Au centre de la librairie trônaient quelques tables éparpillées entre les rayonnages. La plupart étaient proches de la section de recherches. C’était là que les Occupants pouvaient trouver leurs ancêtres et observer leurs arbres généalogiques. Ils venaient eux-mêmes compléter les différents recueils qui faisaient parfois plus de mille pages. Des fauteuils et canapés avaient été installés dans certains coins, laissant un peu d’intimité à ceux qui voulaient lire un livre, parcourir une bande dessinée ou juste réfléchir seul.

Jeanne et l’adolescente étaient ainsi un peu à l’écart. Penchées sur une grande quantité de documents, elles discutaient joyeusement. La femme avait sorti une large feuille où elle croquait, à l’aide de Chloé, les plans du manoir. Elles ne s’étaient pas encore rendues près des montagnes blanches. Jeanne manquait de temps depuis le rassemblement, mais quelques heures dans la journée de temps en temps suffiraient à imaginer la maison idéale. Il fallait penser à chaque pièce, chaque dimension, chaque cloison. Les fondations étaient importantes, ne pouvant être changées après leur apparition.
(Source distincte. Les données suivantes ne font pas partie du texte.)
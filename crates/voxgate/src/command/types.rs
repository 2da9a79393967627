use serde::{Deserialize, Serialize};

use crate::vocabulary::{entry_for, Intent, APPLICATION_PLACEHOLDER};

/// Command string carried by an "open" request that named no known application.
pub const OPEN_VALIDATION_ERROR: &str = "ERROR validating open command";

/// A resolved request, decoded once by the resolver and matched exhaustively by the
/// dispatcher.
#[derive(Debug, Clone, PartialEq, Eq)]
pub enum Command {
    /// Launch an application. `path` is `None` when nothing could be resolved; the
    /// dispatcher refuses to execute such a command.
    Open { name: String, path: Option<String> },
    LockScreen,
    PlayMedia,
    PauseMedia,
    /// Resolution failed in a way the client must hear about.
    Invalid { reason: String },
    /// The transcript matched nothing and is carried through unchanged.
    Unrecognized { transcript: String },
}

/// Flat `{command, path}` view of a [`Command`], as logged and returned by the
/// resolve preview endpoint.
#[derive(Debug, Clone, PartialEq, Eq, Serialize, Deserialize)]
pub struct CommandDescriptor {
    pub command: String,
    #[serde(default, skip_serializing_if = "Option::is_none")]
    pub path: Option<String>,
}

impl Command {
    pub fn open(name: impl Into<String>, path: Option<String>) -> Self {
        Command::Open {
            name: name.into(),
            path,
        }
    }

    /// The generic `open <application_name>` placeholder.
    pub fn unresolved_open() -> Self {
        Command::Open {
            name: APPLICATION_PLACEHOLDER.to_string(),
            path: None,
        }
    }

    pub fn invalid_open() -> Self {
        Command::Invalid {
            reason: OPEN_VALIDATION_ERROR.to_string(),
        }
    }

    pub fn unrecognized(transcript: impl Into<String>) -> Self {
        Command::Unrecognized {
            transcript: transcript.into(),
        }
    }

    pub fn intent(&self) -> Option<Intent> {
        match self {
            Command::Open { .. } => Some(Intent::Open),
            Command::LockScreen => Some(Intent::LockScreen),
            Command::PlayMedia => Some(Intent::PlayMedia),
            Command::PauseMedia => Some(Intent::PauseMedia),
            Command::Invalid { .. } | Command::Unrecognized { .. } => None,
        }
    }

    /// Whether the command can be handed to the host as-is.
    pub fn is_executable(&self) -> bool {
        match self {
            Command::Open { path, .. } => path.as_deref().is_some_and(|p| !p.trim().is_empty()),
            Command::LockScreen | Command::PlayMedia | Command::PauseMedia => true,
            Command::Invalid { .. } | Command::Unrecognized { .. } => false,
        }
    }

    pub fn descriptor(&self) -> CommandDescriptor {
        match self {
            Command::Open { name, path } => CommandDescriptor {
                command: format!("open {name}"),
                path: path.clone(),
            },
            Command::LockScreen | Command::PlayMedia | Command::PauseMedia => {
                let pattern = self
                    .intent()
                    .map(|intent| entry_for(intent).pattern)
                    .unwrap_or_default();
                CommandDescriptor {
                    command: pattern.to_string(),
                    path: None,
                }
            }
            Command::Invalid { reason } => CommandDescriptor {
                command: reason.clone(),
                path: None,
            },
            Command::Unrecognized { transcript } => CommandDescriptor {
                command: transcript.clone(),
                path: None,
            },
        }
    }
}

impl std::fmt::Display for Command {
    fn fmt(&self, f: &mut std::fmt::Formatter<'_>) -> std::fmt::Result {
        let descriptor = self.descriptor();
        match descriptor.path {
            Some(path) => write!(f, "{} ({path})", descriptor.command),
            None => write!(f, "{}", descriptor.command),
        }
    }
}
Chaque objet matérialisé dans ce monde ne disparaissait pas. Il pouvait être détruit comme sur Terre, mais si un mur était de travers, il était parfois nécessaire de casser toute la maison pour la reconstruire. C’était pourquoi les Créatrices étaient minutieuses dans leur travail. Il leur fallait du temps pour penser à tout et ne pas se tromper. Alors, elles faisaient en sorte de toujours concevoir les plans avec les Occupants, concernant les croquis, l’architecture ou comme ici, la topographie. C’était une tâche fastidieuse, mais finalement, ils avaient l’éternité pour cela.

À présent, beaucoup de maçons, de peintres, de charpentiers ou tout simplement de personnes bricoleuses et dégourdies peuplaient l’Entre-Deux. Il suffisait alors à Jeanne et Louise de matérialiser des parpaings, des planches de bois, du ciment, tout ce qu’il fallait pour construire une habitation. Les Occupants s’employaient donc eux-mêmes à ériger toutes sortes de bâtiment en venant piocher dans la Récupération.

— Madame Jeanne ? fit une voix fluette à côté d’elle, la sortant de ses pensées.

— Excuse-moi, Chloé, bailla la femme. J’ai eu un moment d’absence. Reprenons.

— Vous semblez préoccupée, remarqua la jeune fille. Voulez-vous que nous nous arrêtions pour aujourd’hui ? Ce n’est pas urgent.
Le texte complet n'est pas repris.